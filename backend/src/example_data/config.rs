//! Example data settings resolved by the server configuration layer.

use std::path::{Path, PathBuf};

/// Values controlling example data seeding at startup.
///
/// The server maps its own OrthoConfig-backed settings onto this struct so
/// the library stays independent of how configuration is sourced.
#[derive(Debug, Clone, Default, PartialEq, Eq)]
pub struct ExampleDataSettings {
    /// Seed the record store on startup.
    pub enabled: bool,
    /// Registry file to load instead of the bundled registry.
    pub registry_path: Option<PathBuf>,
}

impl ExampleDataSettings {
    /// Whether seeding should run.
    pub fn is_enabled(&self) -> bool {
        self.enabled
    }

    /// Registry override, if one was configured.
    pub fn registry_path(&self) -> Option<&Path> {
        self.registry_path.as_deref()
    }
}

_WORK INSTRUCTIONS_: Copy out the material word for word and line for line.

_TASK RESULT_:
filename backend/src/example_data/config.rs
//! Example data settings resolved by the server configuration layer.

use std::path::{Path, PathBuf};

/// Values controlling example data seeding at startup.
///
/// The server maps its own OrthoConfig-backed settings onto this struct so
/// the library stays independent of how configuration is sourced.
#[derive(Debug, Clone, Default, PartialEq, Eq)]
pub struct ExampleDataSettings {
    /// Seed the record store on startup.
    pub enabled: bool,
    /// Registry file to load instead of the bundled registry.
    pub registry_path: Option<PathBuf>,
}

impl ExampleDataSettings {
    /// Whether seeding should run.
    pub fn is_enabled(&self) -> bool {
        self.enabled
    }

    /// Registry override, if one was configured.
    pub fn registry_path(&self) -> Option<&Path> {
        self.registry_path.as_deref()
    }
}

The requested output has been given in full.